Le sang donc... ce sang sombre qui s'échappait encore et encore. Elle fit un pas ou deux, s'approchant pour tendre la main, pour toucher la plaie et y enfoncer ses ongles. Elle ne voyait que ça. Mais elle n'en n'eut pas le temps car l'asiatique se laissa retomber dans sa direction, l'entraînant de tout son poids au passage.
Lucie atteint le sol violemment, ne comprenant pas quel était ce comportement stupide. Elle grogna puis sentit les doigts de sa victime enserrer sa gorge et y enfoncer profondément ses ongles. Il y mettait toute la force qui lui restait, la blessant et l'étouffant presque en même temps. Elle ne bougea pas.

Son visage était de marbre, elle fermait les yeux, le laissant serrer encore sans l'en empêcher. Elle ne savait pas ce qu'il cherchait à faire mais peu lui importait, la douleur était agréable. C'est alors qu'elle entendit des pas pressés se diriger vers eux. La jeune femme rouvrit les yeux et aperçut un individu, couteau à la main. Elle fronça légèrement les sourcils, se demandant ce qu'il pouvait bien faire ici et ce qu'il voulait.

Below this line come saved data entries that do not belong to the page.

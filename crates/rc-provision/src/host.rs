//! SSH host identity and login account setup
//!
//! Regenerates host keys (the VM image ships with shared ones), hardens
//! sshd_config, creates the login user and gives it either fresh passwords or
//! an authorized public key.

use std::fs::{self, OpenOptions};
use std::io::Write;
use std::path::Path;

use rc_core::credentials::Credentials;
use rc_core::session::{set_mode, write_private};
use rc_core::traits::CommandSpec;
use rc_core::{ProvisionSession, SystemLayout};

use crate::error::HostError;

/// Key types accepted in an authorized_keys line
const PUBLIC_KEY_TYPES: &[&str] = &[
    "ssh-ed25519",
    "ssh-rsa",
    "ssh-dss",
    "ecdsa-sha2-nistp256",
    "ecdsa-sha2-nistp384",
    "ecdsa-sha2-nistp521",
    "sk-ssh-ed25519@openssh.com",
    "sk-ecdsa-sha2-nistp256@openssh.com",
];

/// What to set up
#[derive(Debug, Clone)]
pub struct HostOptions<'a> {
    pub user_name: &'a str,
    /// When present, the only way in: password authentication is disabled
    pub public_key: Option<&'a str>,
    pub keep_alive_interval: u32,
}

/// Result of the host identity step
#[derive(Debug, Clone)]
pub struct HostIdentity {
    /// `ssh-keygen -lv` output for the ECDSA host key, randomart included
    pub fingerprint: String,
    /// Passwords set for root and the user; empty in public-key mode
    pub credentials: Credentials,
}

/// Whether `name` is one of the host key files `ssh-keygen -A` creates
pub fn is_host_key_file(name: &str) -> bool {
    name.starts_with("ssh_host_") && (name.ends_with("_key") || name.ends_with("_key.pub"))
}

/// Lines appended to sshd_config
pub fn sshd_directives(key_only: bool, keep_alive_interval: u32) -> String {
    let mut directives = format!("\n\nClientAliveInterval {}\n", keep_alive_interval);
    if key_only {
        directives.push_str("PasswordAuthentication no\n");
    }
    directives
}

/// Check that `key` is a single OpenSSH public key line and return it trimmed
pub fn validate_public_key(key: &str) -> Result<String, HostError> {
    let key = key.trim();
    if key.is_empty() || key.contains('\n') {
        return Err(HostError::InvalidPublicKey(
            "expected exactly one key line".to_string(),
        ));
    }

    let mut parts = key.split_whitespace();
    let key_type = parts.next().unwrap_or_default();
    let blob = parts.next().unwrap_or_default();

    if !PUBLIC_KEY_TYPES.contains(&key_type) {
        return Err(HostError::InvalidPublicKey(format!(
            "unsupported key type '{}'",
            key_type
        )));
    }
    let blob_ok = !blob.is_empty()
        && blob
            .chars()
            .all(|c| c.is_ascii_alphanumeric() || c == '+' || c == '/' || c == '=');
    if !blob_ok {
        return Err(HostError::InvalidPublicKey(
            "key data is not base64".to_string(),
        ));
    }

    Ok(key.to_string())
}

/// Delete the image's host keys and generate new ones
pub async fn regenerate_host_keys(session: &ProvisionSession<'_>) -> Result<(), HostError> {
    let ssh_dir = session.layout.ssh_dir();
    if let Ok(entries) = fs::read_dir(&ssh_dir) {
        for entry in entries.flatten() {
            let name = entry.file_name();
            if is_host_key_file(&name.to_string_lossy()) {
                tracing::debug!("Removing old host key {:?}", entry.path());
                fs::remove_file(entry.path()).map_err(|source| HostError::Write {
                    path: entry.path(),
                    source,
                })?;
            }
        }
    }

    let mut spec = CommandSpec::new("ssh-keygen").arg("-A");
    if session.layout.root() != Path::new("/") {
        spec = spec.arg("-f").path_arg(session.layout.root());
    }
    session.runner.run(&spec).await?;
    tracing::info!("Generated new SSH host keys");
    Ok(())
}

/// Fingerprint and randomart of the ECDSA host key
pub async fn host_fingerprint(session: &ProvisionSession<'_>) -> Result<String, HostError> {
    let spec = CommandSpec::new("ssh-keygen")
        .arg("-lvf")
        .path_arg(session.layout.host_key_pub());
    let output = session.runner.run(&spec).await?;
    Ok(output.stdout_str())
}

/// Append `directives` to sshd_config
pub fn append_sshd_config(layout: &SystemLayout, directives: &str) -> Result<(), HostError> {
    let path = layout.sshd_config();
    let write_err = |source| HostError::Write {
        path: path.clone(),
        source,
    };

    if let Some(parent) = path.parent() {
        fs::create_dir_all(parent).map_err(write_err)?;
    }
    let mut file = OpenOptions::new()
        .create(true)
        .append(true)
        .open(&path)
        .map_err(write_err)?;
    file.write_all(directives.as_bytes()).map_err(write_err)?;
    Ok(())
}

/// Create the login user with a home directory and sudo rights
pub async fn create_user(session: &ProvisionSession<'_>, user: &str) -> Result<(), HostError> {
    session
        .runner
        .run(&CommandSpec::new("useradd").args(["-s", "/bin/bash", "-m", user]))
        .await?;
    session
        .runner
        .run(&CommandSpec::new("usermod").args(["-aG", "sudo", user]))
        .await?;
    tracing::info!("Created user {}", user);
    Ok(())
}

/// Set `user`'s password through chpasswd
pub async fn set_password(
    session: &ProvisionSession<'_>,
    user: &str,
    password: &str,
) -> Result<(), HostError> {
    let spec = CommandSpec::new("chpasswd").stdin(format!("{}:{}\n", user, password));
    session.runner.run(&spec).await?;
    Ok(())
}

/// Install `key` as the only authorized key of `user`
pub async fn install_authorized_key(
    session: &ProvisionSession<'_>,
    user: &str,
    key: &str,
) -> Result<(), HostError> {
    let ssh_dir = session.layout.home(user).join(".ssh");
    let keys_path = ssh_dir.join("authorized_keys");
    let write_err = |path: &Path| {
        let path = path.to_path_buf();
        move |source: std::io::Error| HostError::Write { path, source }
    };

    fs::create_dir_all(&ssh_dir).map_err(write_err(&ssh_dir))?;
    set_mode(&ssh_dir, 0o700).map_err(write_err(&ssh_dir))?;
    write_private(&keys_path, format!("{}\n", key), 0o600).map_err(write_err(&keys_path))?;

    let owner = format!("{0}:{0}", user);
    session
        .runner
        .run(&CommandSpec::new("chown").args(["-R", owner.as_str()]).path_arg(&ssh_dir))
        .await?;
    tracing::info!("Installed public key for {}", user);
    Ok(())
}

/// Let `user` use sudo without a password (it has none in public-key mode)
pub fn grant_passwordless_sudo(layout: &SystemLayout, user: &str) -> Result<(), HostError> {
    let dir = layout.sudoers_dir();
    let path = dir.join(user);
    let write_err = |source| HostError::Write {
        path: path.clone(),
        source,
    };

    fs::create_dir_all(&dir).map_err(write_err)?;
    write_private(&path, format!("{} ALL=(ALL:ALL) NOPASSWD:ALL\n", user), 0o440)
        .map_err(write_err)?;
    Ok(())
}

pub async fn restart_sshd(session: &ProvisionSession<'_>) -> Result<(), HostError> {
    session
        .runner
        .run(&CommandSpec::new("service").args(["ssh", "restart"]))
        .await?;
    Ok(())
}

/// Run the whole host identity step.
///
/// Host keys are regenerated before anything else, so the fingerprint shown
/// to the user always belongs to this VM. sshd is restarted last.
///
/// # Arguments
/// * `session` - Command runner and file layout of the machine
/// * `options` - Account name, keep-alive interval and optional public key
///
/// # Returns
/// The host key fingerprint plus, in password mode, the generated root and
/// user passwords. In public-key mode the credentials are empty and the user
/// gets passwordless sudo instead.
///
/// # Errors
/// `HostError::InvalidPublicKey` before any change is made if the key is
/// malformed; otherwise the first failing command or file write.
pub async fn setup_host_identity(
    session: &ProvisionSession<'_>,
    options: &HostOptions<'_>,
) -> Result<HostIdentity, HostError> {
    let public_key = options.public_key.map(validate_public_key).transpose()?;

    regenerate_host_keys(session).await?;
    append_sshd_config(
        session.layout,
        &sshd_directives(public_key.is_some(), options.keep_alive_interval),
    )?;
    let fingerprint = host_fingerprint(session).await?;

    create_user(session, options.user_name).await?;

    let credentials = match &public_key {
        Some(key) => {
            install_authorized_key(session, options.user_name, key).await?;
            grant_passwordless_sudo(session.layout, options.user_name)?;
            Credentials::default()
        }
        None => {
            let credentials = Credentials::generate_account_passwords();
            if let (Some(root), Some(user)) =
                (&credentials.root_password, &credentials.user_password)
            {
                set_password(session, "root", root).await?;
                set_password(session, options.user_name, user).await?;
            }
            credentials
        }
    };

    restart_sshd(session).await?;

    Ok(HostIdentity {
        fingerprint,
        credentials,
    })
}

Pourquoi tout gâcher ? Ce cadavre était le sien.
L'inconnu posa soudain son pied sur sa main qui tenait toujours son précieux Damas. Elle le foudroya du regard en guise de mise en garde. Il lui ordonna de lâcher son arme. Le lâcher ? Jamais. Elle lui répondit par un regard noir et serra davantage son trésor entre ses doigts. Alors il écrasa sa main avec force. Lucie grogna de colère mais ne put empêcher cette vermine de lui arracher son damas. Il l'agrippa ensuite pour la forcer à se lever.
Lucie tenta de se dégager et allait se jeter sur l'imprudent comme une enragée mais un coup de poing l'aveugla et la projeta à terre.

Sa tête tournait et elle sentit un filet de sang couler le long de sa mâchoire depuis le coin de ses lèvres. Elle y passa lentement ses doigts en attendant de voir le paysage cesser de tourner. Elle ne voyait plus si bien. Mais elle vit clairement l'intrus manipuler l'asiatique et l'emporter avec lui. Non seulement lui... mais son damas avec, accroché à sa ceinture.
Les yeux de la jeune femme devinrent deux braises incandescentes.
Ce n'était pas son genre d'aller lui courir après. Mais il ne s'en sortirait certainement pas ainsi. Pas tant qu'il aurait son trésor en sa possession.
Lentement elle se leva, essuyant le sang qui restait su revers de la main et s'avança jusqu'à la lisière de la forêt. Elle suivit alors la silhouette s'éloigner. Grand, blond... elle saurait le reconnaître.
Elle baissa les yeux sur son haut tâché du sang de sa victime. Elle l'observa puis se dirigea vers la plage. Là-bas, elle se déshabilla entièrement et goûta au plaisir infini de l'eau glacé l'avaler au fur et à mesure qu'elle s'avançait. Au clair de lune, sa silhouette disparue totalement peu à peu sous la surface. Puis le vide... et le silence.